And obtaining the anchor frame size suitable for tunnel pedestrian target detection through the clustering algorithm.

Step S4: training a Faster R-CNN network, comprising the following specific steps:

and S41, manufacturing the VOC data set. In this embodiment, the image data and the labeling information are manufactured into a training dataset in the PASCAL VOC format, which mainly includes three folders, the image folders store xml files of the picture labeling information, the ImageSets store txt files, each line of the txt files includes a name of a picture, the txt files divide the pictures of the dataset into various sets, such as a training set, a test set, etc., and the JPEGImages includes all training and test verification pictures;

step S42: building a training model, in the embodiment, building a detection algorithm in a CAFFE (Convolutional Architecture for Fast Feature Embedding) deep learning frame, and selecting VGG16 as a feature extraction network based on a fast R-CNN detection algorithm;

step S43: pre-training between models; in the embodiment, the network is pre-trained by using an ImageNet large-scale classification data set, the pre-training is performed by using a random gradient descent method, the initial learning rate is set to be 0.1, and the total iteration times are 100k, so that a pre-training model is obtained;

step S44: training on the training sample by using the pre-training model obtained in the step 43), and obtaining a trained model. Specifically, in this embodiment, the parameters of the original fast R-CNN model are modified, the size proportion of the anchor frame in the RPN network is changed to the actual size proportion obtained by the clustering, and the original target class 21 is changed to 2 (the original fast R-CNN network needs to detect 20 classes of targets, plus a background, so the class 21 is used for detecting pedestrians in the tunnel, only one class is used for detecting pedestrians in the tunnel, plus a background, and thus is 2), and then the pre-training model obtained in the step 3) is used for training on a training data set to obtain a final detection model;

step S5: detecting a tunnel pedestrian target by adopting a trained model: specifically, the method comprises the following steps:

step S51: inputting the tunnel image into a trained super-resolution network to obtain a high-resolution image amplified by four times (the length and the width are amplified by two times);

step S52: inputting the picture processed by super resolution in the last step into the trained fast R-CNN network for detection, and obtaining a preliminary detection result under a given confidence threshold (generally taking 0.5), wherein the preliminary detection result comprises a target category and a target boundary frame coordinate; and then removing redundant target boundary boxes by using a non-maximum suppression algorithm, wherein the specific flow of the non-maximum suppression algorithm is as follows:

(1) Obtaining all target detection windows and scores S thereof according to a detection algorithm;

(2) Sequencing the detection windows according to the score S of the detection windows from high to low;

(3) The window M with the highest score after sequencing is selected as a suppression window;

(4) The window with lower score than the suppression window is used as the suppressed window B _i The area overlapping rate overlap of the suppressed window and the suppressed window is calculated as follows:

(5) If the area coincidence rate is higher than the set threshold T, the window is restrained, namely the window is removed;

(6) Ending when only one detection window is left, otherwise, continuing to select the window with the highest score as the inhibition window, and turning to the step 4;

after non-maximum suppression, the final detection result can be obtained.
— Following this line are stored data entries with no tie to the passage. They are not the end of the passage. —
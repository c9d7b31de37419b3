//! Invocation loop
//!
//! The worker's single cooperative task:
//! `Starting → AwaitNext → Executing → Reporting → AwaitNext …`, with two
//! terminal states mapped to process exit codes. Exactly one invocation is
//! in flight at any time; every I/O operation is a suspension point.
//!
//! The idle watchdog is armed over each full iteration. If a complete
//! poll-execute-report cycle does not finish within the window, the worker
//! exits cleanly: a safety net against an orphaned process whose bridge
//! has gone silent.

use tracing::Instrument;

use bridge_worker_sdk::context::ExecutionContext;
use bridge_worker_sdk::error::{ErrorBody, HandlerError};
use bridge_worker_sdk::manifest::HandlerManifest;
use serde_json::Value;

use crate::bridge::BridgeClient;
use crate::config::WorkerConfig;
use crate::context::build_context;
use crate::loader::{self, LoadedHandler};

/// How the worker exited
#[derive(Debug, Clone, Copy, PartialEq, Eq)]
pub enum ExitStatus {
    /// The idle watchdog fired; normal shutdown
    IdleTimeout,

    /// The handler failed to load at startup
    InitFailure,
}

impl ExitStatus {
    /// Process exit code for this status
    pub fn code(&self) -> i32 {
        match self {
            ExitStatus::IdleTimeout => 0,
            ExitStatus::InitFailure => 1,
        }
    }
}

/// Run the worker until it reaches a terminal state.
///
/// Loads the handler once, then polls the bridge one invocation at a time.
/// A startup failure is announced through the init-error endpoint and ends
/// the process without a single poll; handler failures are reported per
/// invocation and never terminate the loop.
pub async fn run(config: WorkerConfig, mut manifest: HandlerManifest) -> ExitStatus {
    let bridge = BridgeClient::new(&config.input.bridge_url, config.report_retry_delay);

    tracing::info!(
        handler = %config.input.handler,
        bridge_url = %config.input.bridge_url,
        "Starting bridge worker"
    );

    // Starting
    let handler = match loader::load(&config.input.out_dir, &config.input.handler, &mut manifest)
    {
        Ok(handler) => handler,
        Err(err) => {
            tracing::error!(error = %err, "Handler failed to load");
            if let Err(report_err) = bridge.report_init_error(&err.to_error_body()).await {
                tracing::error!(error = %report_err, "Could not announce init failure to bridge");
            }
            return ExitStatus::InitFailure;
        }
    };

    tracing::info!(
        module = %handler.specifier.module,
        export = %handler.specifier.export,
        path = %handler.path.display(),
        "Handler loaded"
    );

    loop {
        match tokio::time::timeout(config.idle_window, run_cycle(&bridge, &config, &handler)).await
        {
            Ok(()) => {}
            Err(_) => {
                tracing::info!(
                    window_secs = config.idle_window.as_secs(),
                    "No completed cycle within the idle window, shutting down"
                );
                return ExitStatus::IdleTimeout;
            }
        }
    }
}

/// One full AwaitNext → Executing → Reporting iteration.
///
/// A poll failure returns early so the loop re-polls immediately, with no
/// delay. This reproduces the observed at-least-once polling stance of the
/// original runtime; it busy-loops against an unreachable bridge.
async fn run_cycle(bridge: &BridgeClient, config: &WorkerConfig, handler: &LoadedHandler) {
    // AwaitNext
    let request = match bridge.poll_next().await {
        Ok(request) => request,
        Err(err) => {
            tracing::debug!(error = %err, "Poll failed, retrying");
            return;
        }
    };

    let span = tracing::info_span!("invocation", request_id = %request.request_id);
    async {
        // Executing
        let ctx = build_context(&request, &config.metadata);
        let request_id = request.request_id.clone();
        let result = execute(handler, request.event, ctx).await;

        // Reporting
        match result {
            Ok(value) => match serde_json::to_vec(&value) {
                Ok(body) => bridge.report_success(&request_id, body).await,
                Err(err) => {
                    let err = HandlerError::from(err);
                    tracing::warn!(message = %err.message, "Handler result failed to serialize");
                    bridge.report_error(&request_id, &ErrorBody::from(&err)).await;
                }
            },
            Err(err) => {
                tracing::warn!(kind = %err.kind, message = %err.message, "Handler returned an error");
                bridge.report_error(&request_id, &ErrorBody::from(&err)).await;
            }
        }
    }
    .instrument(span)
    .await
}

/// Invoke the handler on its own task so a panic surfaces as a reportable
/// error instead of tearing down the worker.
async fn execute(
    handler: &LoadedHandler,
    event: Value,
    ctx: ExecutionContext,
) -> Result<Value, HandlerError> {
    let callable = handler.handler.clone();
    match tokio::spawn(async move { callable.call(event, ctx).await }).await {
        Ok(result) => result,
        Err(join_err) => Err(HandlerError::new(
            "Runtime.HandlerPanic",
            format!("handler panicked: {join_err}"),
        )),
    }
}
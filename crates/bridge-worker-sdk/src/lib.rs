//! Bridge Worker SDK - types handler bundles compile against
//!
//! This crate provides the contract between developer handlers and the local
//! invocation-runtime bridge worker:
//! - the [`ExecutionContext`] a handler receives alongside each event
//! - the [`HandlerError`] shape the worker reports back to the bridge
//! - the [`Handler`] trait and [`handler_fn`] adapter
//! - the [`HandlerManifest`] the build pipeline emits so the worker can
//!   resolve a handler specifier to a concrete callable

pub mod context;
pub mod error;
pub mod handler;
pub mod manifest;

pub mod prelude {
    //! Common imports for bridge handlers
    pub use crate::context::ExecutionContext;
    pub use crate::error::{HandlerError, UnsupportedOperation};
    pub use crate::handler::{handler_fn, Handler, HandlerFuture};
    pub use crate::manifest::{HandlerManifest, ModuleDefinition};
    pub use serde::{Deserialize, Serialize};
    pub use serde_json::{json, Value as JsonValue};
}

// Re-export key types at crate root
pub use context::ExecutionContext;
pub use error::{ErrorBody, HandlerError, UnsupportedOperation};
pub use handler::{handler_fn, Handler, HandlerFuture, SharedHandler};
pub use manifest::{HandlerManifest, ModuleDefinition};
According to the method, a super-resolution network is trained firstly, then a training sample for detecting the pedestrian target of the tunnel is obtained, and then the size proportion information of the pedestrian target marking frame in the marked sample is clustered to obtain the size of the anchor frame suitable for detecting the pedestrian target of the tunnel. And then, based on a Faster R-CNN detection algorithm, modifying network parameters according to the clustering result and the pedestrian target detection task, and training a Faster R-CNN target detection model. And finally, inputting the picture to be detected of the tunnel into a trained super-resolution network to obtain a picture with amplified resolution, inputting the picture subjected to super-resolution processing into the trained fast R-CNN network, and processing the primary detection result by adopting a non-maximum suppression algorithm to obtain a final detection result. The method mainly aims at solving the problem that the tunnel pedestrian target detection is difficult due to the severe tunnel environment and low image resolution, and has higher practical value.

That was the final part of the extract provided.